Di tepi tasik yang dilingkupi hutan hujan tropis berusia 130 ribu tahun, saya melangkah ke dermaga penyeberangan Pangkalan Gawi untuk menumpang speed boat yang akan membawa rombongan kami menyusuri kawasan Tasik Kenyir. Tiga puluh menit perjalanan melintasi danau yang sedikit bergelombang, melewati celah-celah bukit dan hutan bakau untuk menggapai sebuah dermaga di tepi hutan yang dikelilingi oleh air. Langkah kami disambut siulan burung dan warna-warni rama-rama hutan yang menari riang di bibir dermaga.

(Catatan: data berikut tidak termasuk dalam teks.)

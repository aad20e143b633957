// src/main.rs
use requests_portal::{
    config::AppConfig,
    remote::{RemoteStore, SupabaseClient},
    services,
    state::AppState,
    store::JsonStore,
    web,
};
use axum::serve;
use sqlx::sqlite::{SqliteConnectOptions, SqlitePoolOptions};
use std::{env, str::FromStr, sync::Arc};
use time::Duration;
use tokio::net::TcpListener;
use tower::ServiceBuilder;
use tower_http::trace::TraceLayer;
use tower_sessions::{cookie::Key, ExpiredDeletion, Expiry, SessionManagerLayer};
use tower_sessions_sqlx_store::SqliteStore;
use tracing_subscriber::{fmt, layer::SubscriberExt, util::SubscriberInitExt, EnvFilter};

#[tokio::main]
async fn main() -> anyhow::Result<()> {
    dotenvy::dotenv().ok();

    // --- Configuração do Logging (Tracing) ---
    tracing_subscriber::registry()
        .with(EnvFilter::try_from_default_env().unwrap_or_else(|_| {
            env::var("RUST_LOG")
                .unwrap_or_else(|_| "requests_portal=debug,tower_http=info,sqlx=warn,tower_sessions=info".into())
                .into()
        }))
        .with(fmt::layer())
        .init();

    tracing::info!("🚀 Iniciando o portal de pedidos...");

    let config = AppConfig::from_env().map_err(|e| {
        tracing::error!("❌ Configuração inválida: {}", e);
        anyhow::anyhow!("Configuração inválida: {}", e)
    })?;

    // --- Dados locais ---
    let store = JsonStore::new(&config.data_dir);
    services::init_data_dir(&store, config.bootstrap_admin_password.as_deref())
        .await
        .map_err(|e| anyhow::anyhow!("Falha ao preparar {}: {}", config.data_dir.display(), e))?;

    // --- Remoto (opcional) ---
    let remote: Option<Arc<dyn RemoteStore>> = match &config.remote {
        Some(remote_config) => {
            let client = SupabaseClient::new(remote_config)
                .map_err(|e| anyhow::anyhow!("Falha ao criar o cliente remoto: {}", e))?;
            tracing::info!("🔗 Sincronização remota ativa ({}).", client.name());
            Some(Arc::new(client))
        }
        None => {
            tracing::warn!("⚠️ SUPABASE_URL/SUPABASE_KEY ausentes: a funcionar só com os JSON locais.");
            None
        }
    };

    // --- Configuração das Sessões ---
    let connect_options = SqliteConnectOptions::from_str(&config.session_database_url)?.create_if_missing(true);
    let session_pool = SqlitePoolOptions::new()
        .max_connections(5)
        .connect_with(connect_options)
        .await
        .map_err(|e| {
            tracing::error!("❌ Falha ao abrir a base de dados de sessões: {}", e);
            anyhow::anyhow!("Falha ao conectar à DB de sessões: {}", e)
        })?;

    let session_store = SqliteStore::new(session_pool)
        .with_table_name("sessions")
        .map_err(|e| anyhow::anyhow!("Falha ao criar session store: {}", e))?;
    session_store.migrate().await?;

    let cleanup_store = session_store.clone();
    tokio::spawn(async move {
        if let Err(e) = cleanup_store
            .continuously_delete_expired(tokio::time::Duration::from_secs(60 * 60))
            .await
        {
            tracing::error!("Erro na task de limpeza de sessões: {:?}", e);
        }
    });
    tracing::info!("🧹 Tarefa de limpeza de sessões iniciada.");

    let key = Key::try_from(config.session_secret.as_bytes())
        .map_err(|e| anyhow::anyhow!("SESSION_SECRET inválida: {}", e))?;

    let session_layer = SessionManagerLayer::new(session_store)
        .with_signed(key)
        .with_secure(false)
        .with_http_only(true)
        .with_expiry(Expiry::OnInactivity(Duration::days(1)));
    tracing::info!("🔑 Camada de sessão configurada.");

    let app_state = AppState::new(store, remote);

    // --- Listener ---
    let listener = TcpListener::bind(config.bind_addr).await.map_err(|e| {
        tracing::error!("❌ Falha ao iniciar listener em {}: {}", config.bind_addr, e);
        e
    })?;
    tracing::info!("📡 Servidor escutando em http://{}", config.bind_addr);

    let app = web::routes::create_router(app_state).layer(
        ServiceBuilder::new()
            .layer(TraceLayer::new_for_http())
            .layer(session_layer),
    );

    tracing::info!("👂 Servidor pronto para aceitar conexões...");
    if let Err(e) = serve(listener, app.into_make_service()).await {
        tracing::error!("❌ Erro fatal no servidor: {}", e);
        return Err(e.into());
    }

    Ok(())
}
// null, número ou texto em branco contam como campo em falta
fn has_text(row: &Row, key: &str) -> bool {
    row.get(key)
        .and_then(serde_json::Value::as_str)
        .is_some_and(|v| !v.trim().is_empty())
}

/// Admin vê tudo; um coach vê os pedidos das suas escolas, seja quem for o autor.
pub fn visible_requests(
    requests: Vec<MaterialRequest>,
    user: &CurrentUser,
    visible_school_ids: &HashSet<String>,
) -> Vec<MaterialRequest> {
    if user.is_admin() {
        return requests;
    }
    requests
        .into_iter()
        .filter(|r| visible_school_ids.contains(r.school_id.trim()))
        .collect()
}

/// Item do "Current Batch", guardado na sessão até ao envio.
#[derive(Debug, Clone, PartialEq, Serialize, Deserialize)]
pub struct NewRequestItem {
    pub school_id: String,
    pub category: String,
    pub material: String,
    pub quantity: i64,
}

/// Valida o lote inteiro; qualquer erro bloqueia o envio.
pub fn validate_batch(items: &[NewRequestItem], schools: &[School]) -> Vec<String> {
    let valid_ids: HashSet<&str> = schools.iter().map(|s| s.id.as_str()).collect();
    let mut errors = Vec::new();
    for item in items {
        let sid = item.school_id.trim();
        if sid.is_empty() || !valid_ids.contains(sid) {
            errors.push(format!("Invalid school_id: {}", sid));
        }
        if item.quantity <= 0 {
            errors.push(format!("Invalid quantity for school {}: {}", sid, item.quantity));
        }
        if item.category.trim().is_empty() || item.material.trim().is_empty() {
            errors.push(format!("Missing category or material for school {}", sid));
        }
    }
    errors
}

#[derive(Debug, Clone, Default)]
pub struct Submission {
    pub outcome: Outcome,
    pub ids: Vec<Uuid>,
}

impl Submission {
    /// Ids que ficaram só no JSON local.
    pub fn unsynced_ids(&self) -> Vec<Uuid> {
        if self.outcome.warnings.is_empty() {
            Vec::new()
        } else {
            self.ids.clone()
        }
    }
}

/// Converte o lote em pedidos (`Pending`, id novo, data atual) e grava/sincroniza.
pub async fn submit_batch(
    store: &JsonStore,
    remote: Option<&dyn RemoteStore>,
    requester: &str,
    items: &[NewRequestItem],
) -> AppResult<Submission> {
    if items.is_empty() {
        return Err(AppError::validation("The current batch is empty."));
    }
    let schools = school_service::find_all_schools(store)?;
    let errors = validate_batch(items, &schools);
    if !errors.is_empty() {
        tracing::warn!("Lote de pedidos rejeitado: {:?}", errors);
        return Err(AppError::Validation(errors));
    }

    let ps = ps_number::normalize(requester);
    let date = chrono::Local::now().format(DATE_FORMAT).to_string();
    let records: Vec<MaterialRequest> = items
        .iter()
        .map(|item| MaterialRequest {
            id: Uuid::new_v4(),
            school_id: item.school_id.trim().to_string(),
            category: item.category.trim().to_string(),
            material: item.material.trim().to_string(),
            quantity: item.quantity,
            date: date.clone(),
            ps_number: ps.clone(),
            status: RequestStatus::Pending,
            extra: Row::new(),
        })
        .collect();
    let ids = records.iter().map(|r| r.id).collect();

    let outcome = persist_requests(store, remote, records).await?;
    tracing::info!("📝 {} pedido(s) submetidos por {}.", outcome.saved, ps);
    Ok(Submission { outcome, ids })
}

kelah sanctuary, tasik kenyir
Sanctuary Kelah masih di seberang sungai dan di balik bukit itu

Perjalanan dilanjutkan dengan berjalan kaki menyusuri sela pepohonan yang berdiri rapat-rapat, menyeberangi sungai hingga tiba di sebuah tempat persinggahan di tengah hutan, di tepi Sungai Petang. Ribuan moncong ikan berwarna hitam keemasan mendekat ketika makanan ditebar ke dalam air. Ikan Kelah (Cyprinidae), kerabat dekat ikan mas yang hidup di sungai-sungai di pegunungan adalah endemik di sini.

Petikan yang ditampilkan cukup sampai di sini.